What we know about Grace Poe’s former house in Virginia

MANILA, Philippines (UPDATED) – While the biggest obstacle to her presidential bid has been cleared – the Supreme Court on Tuesday, March 8, decided she is qualified to run – Grace Poe has got another issue to fend off.

Photos of her former house in Virginia in the United States are being circulated online, describing it as a “million-dollar” property.

While at this point nothing fishy can be attributed to the property – the exact location is at 2809 Winter Oaks, Herndon, Virginia – its value is being used to cast doubts on Poe’s campaign statements that she could relate to the hardships of millions of overseas Filipino workers because she had gone through difficulties too as a resident in the US.

Poe on Monday, March 7, addressed the questions about her supposed hardships in the US: "Sa ating mga kababayan: lahat naman tayo nangingibang bansa para bigyan ng marangal na pamumuhay ang ating pamilya.

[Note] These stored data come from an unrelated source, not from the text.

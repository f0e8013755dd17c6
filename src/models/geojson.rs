//! GeoJSON wire types for boundary features.
//!
//! Only the geometry kinds the boundary data uses are modelled; any other
//! geometry type fails to deserialize.

use serde::{Deserialize, Serialize};
use serde_json::{Map, Value};

/// `[longitude, latitude]`
pub type Position = [f64; 2];

/// Closed sequence of positions.
pub type Ring = Vec<Position>;

/// Untyped GeoJSON property object, kept verbatim.
pub type PropertyMap = Map<String, Value>;

/// Polygon or multi-polygon geometry.
///
/// Ring 0 of each polygon is the outer boundary, later rings are holes.
#[derive(Debug, Clone, PartialEq, Serialize, Deserialize)]
#[serde(tag = "type", content = "coordinates")]
pub enum Geometry {
    Polygon(Vec<Ring>),
    MultiPolygon(Vec<Vec<Ring>>),
}

impl Geometry {
    pub fn type_name(&self) -> &'static str {
        match self {
            Geometry::Polygon(_) => "Polygon",
            Geometry::MultiPolygon(_) => "MultiPolygon",
        }
    }
}

/// A GeoJSON feature with typed or untyped properties.
#[derive(Debug, Clone, PartialEq, Serialize, Deserialize)]
pub struct Feature<P> {
    #[serde(rename = "type")]
    pub feature_type: String,
    #[serde(default, skip_serializing_if = "Option::is_none")]
    pub id: Option<Value>,
    #[serde(default, skip_serializing_if = "Option::is_none")]
    pub bbox: Option<Vec<f64>>,
    pub properties: P,
    pub geometry: Geometry,
}

impl<P> Feature<P> {
    pub fn new(properties: P, geometry: Geometry) -> Self {
        Self {
            feature_type: "Feature".to_string(),
            id: None,
            bbox: None,
            properties,
            geometry,
        }
    }
}

/// A GeoJSON feature collection.
#[derive(Debug, Clone, PartialEq, Serialize, Deserialize)]
pub struct FeatureCollection<P> {
    #[serde(rename = "type")]
    pub collection_type: String,
    pub features: Vec<Feature<P>>,
}

impl<P> FeatureCollection<P> {
    pub fn new(features: Vec<Feature<P>>) -> Self {
        Self {
            collection_type: "FeatureCollection".to_string(),
            features,
        }
    }

    /// Collection holding exactly one feature.
    pub fn single(feature: Feature<P>) -> Self {
        Self::new(vec![feature])
    }
}
//! Control channel address discovery.

use std::path::PathBuf;

use tracing::{debug, trace};

use crate::config::DISCOVERY_FILE;
use crate::error::{PlayerError, Result};

/// Resolves the control channel address from the discovery file.
///
/// Tries `hints` first, then the user-suffixed well-known path, then the
/// bare well-known path. The first candidate with non-empty contents wins.
/// Fails with [`PlayerError::AddressUnavailable`] once every candidate is
/// exhausted; the caller retries, since the player writes the file a short,
/// variable time after spawn.
pub fn resolve_address(hints: &[PathBuf]) -> Result<String> {
	let mut candidates: Vec<PathBuf> = hints.to_vec();
	if let Ok(user) = std::env::var("USER") {
		candidates.push(PathBuf::from(format!("/tmp/{DISCOVERY_FILE}.{user}")));
	}
	candidates.push(PathBuf::from(format!("/tmp/{DISCOVERY_FILE}")));

	let mut last_error = "no candidate paths".to_string();
	for candidate in &candidates {
		match std::fs::read_to_string(candidate) {
			Ok(contents) => {
				let address = contents.trim();
				if address.is_empty() {
					trace!(target = "omx.channel", path = %candidate.display(), "discovery file empty");
					last_error = format!("{} is empty", candidate.display());
					continue;
				}
				debug!(target = "omx.channel", path = %candidate.display(), %address, "resolved channel address");
				return Ok(address.to_string());
			}
			Err(e) => {
				last_error = format!("{}: {}", candidate.display(), e);
			}
		}
	}

	Err(PlayerError::AddressUnavailable(last_error))
}

#[cfg(test)]
mod tests {
	use std::io::Write;

	use tempfile::NamedTempFile;

	use super::*;

	#[test]
	fn hint_path_wins_over_fallbacks() {
		let mut file = NamedTempFile::new().unwrap();
		writeln!(file, "/run/player.sock").unwrap();

		let address = resolve_address(&[file.path().to_path_buf()]).unwrap();
		assert_eq!(address, "/run/player.sock");
	}

	#[test]
	fn empty_discovery_file_is_skipped() {
		let file = NamedTempFile::new().unwrap();
		let missing = PathBuf::from("/nonexistent/discovery-file");

		let err = resolve_address(&[file.path().to_path_buf(), missing]).unwrap_err();
		assert!(matches!(err, PlayerError::AddressUnavailable(_)));
	}

	#[test]
	fn address_is_trimmed() {
		let mut file = NamedTempFile::new().unwrap();
		write!(file, "  /run/p.sock\n\n").unwrap();
		assert_eq!(resolve_address(&[file.path().to_path_buf()]).unwrap(), "/run/p.sock");
	}
}
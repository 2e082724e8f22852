//! Serialized outbound control-channel invocations.

use omx_protocol::{PLAYER_INTERFACE, PROPERTIES_INTERFACE, PROPERTY_GET, PROPERTY_GET_SIGNATURE, PROPERTY_SET, PROPERTY_SET_SIGNATURE, PlayerCommand};
use serde_json::{Value, json};
use tokio::sync::Mutex;

use crate::channel::Connection;
use crate::error::{PlayerError, Result};

/// Width-one gate in front of the control channel.
///
/// The channel correlates responses with requests purely by order, so it can
/// never see interleaved requests. The gate is a mutex held across the full
/// request/response exchange: concurrent callers queue in arrival order, and
/// the guard drops before any error is reported, so a failed call cannot
/// wedge the callers behind it.
///
/// The queue is also the sole owner of the connection; `invoke` on a detached
/// queue fails immediately with [`PlayerError::NotAttached`] without queueing.
#[derive(Default)]
pub struct InvocationQueue {
	gate: Mutex<Option<Connection>>,
}

impl InvocationQueue {
	pub fn new() -> Self {
		Self::default()
	}

	/// Installs `connection`, returning any previously attached one.
	pub async fn attach(&self, connection: Connection) -> Option<Connection> {
		self.gate.lock().await.replace(connection)
	}

	/// Removes and returns the attached connection, if any.
	pub async fn detach(&self) -> Option<Connection> {
		self.gate.lock().await.take()
	}

	/// Whether a connection is currently attached.
	pub async fn is_attached(&self) -> bool {
		self.gate.lock().await.is_some()
	}

	/// Performs one serialized call on the control channel.
	pub async fn invoke(&self, interface: &str, member: &str, signature: &str, args: Vec<Value>) -> Result<Value> {
		let mut gate = self.gate.lock().await;
		let connection = gate.as_mut().ok_or(PlayerError::NotAttached)?;
		connection.exchange(interface, member, signature, args).await
	}

	/// Reads one property by name.
	pub async fn get_property(&self, name: &str) -> Result<Value> {
		self.invoke(PROPERTIES_INTERFACE, PROPERTY_GET, PROPERTY_GET_SIGNATURE, vec![json!(name)]).await
	}

	/// Writes one property by name.
	pub async fn set_property(&self, name: &str, value: Value) -> Result<Value> {
		self.invoke(PROPERTIES_INTERFACE, PROPERTY_SET, PROPERTY_SET_SIGNATURE, vec![json!(name), value]).await
	}

	/// Issues one transport verb from the capability table.
	pub async fn command(&self, command: PlayerCommand, args: Vec<Value>) -> Result<Value> {
		self.invoke(PLAYER_INTERFACE, command.member(), command.signature(), args).await
	}
}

Hindi naman sa nakaw kinuha 'yon, pinagtrabahuhan naming mag-asawa.” 

(To our country men: all of us who can go abroad, we do that to provide a decent living for our families. We built that house with hard-earned money, it’s not as if we stole it.)

She added: "'Yan nga ang gusto natin, na ang bawat Pilipino hindi na kailangang umalis ng bansa para magkaroon ng ganoon. Dapat dito rin sa atin kaya natin ‘yon." 

(That’s what we want to happen here, that each Filipino would no longer need to go overseas to own something like that, for us to afford that even here.)

Poe said she could perfectly explain herself about this property, but is also dismayed that she is scrutinized more than other candidates who have committed worst offenses against the country. 

"Pero nakakadismaya sapagkat 'yung mga ibang tumatakbo nga o 'yung isang [kandidato na] matindi ang kasalanan sa bayan…. Ito, nagsumikap, nagtrabaho nang marangal, gagawan pa nila ng istoryang ganyan. Wala naman akong dahilan para lokohin ang ating mga kababayan ukol diyan,” she said. 

(But I’m dismayed because they aren’t this hard on others who are running or on one candidate who has sinned big against the country…. In my case, we worked hard, took on decent jobs, and they would still invent stories about us. I don’t have any reason to fool our countrymen over this.)

Before the limited information being passed around about the property get any more confusing or misleading, Rappler lists down what we know about Poe’s Virginia house, based on official documents we earlier obtained. The information has also been validated through various database sites in the United States.

1) The Llamanzareses were the first owners of the Winter Oaks house.

Grace Poe’s husband Teodoro “Neil” Llamanzares purchased 2809 Winter Oaks on May 28, 1999. Before this, the address associated with the couple in US public records was 129 Kingsley Road SW in Vienna, also in Virginia – a house owned by Neil’s mother Carolina.

In May 1999, Llamanzares took out a $230,000 (then equivalent to about P9.8 million)* loan from Columbia National Incorporated to purchase the Winter Oaks property (this was paid in February 2003). When he bought the house from Toll Land XV Limited Partnership, it was newly built. 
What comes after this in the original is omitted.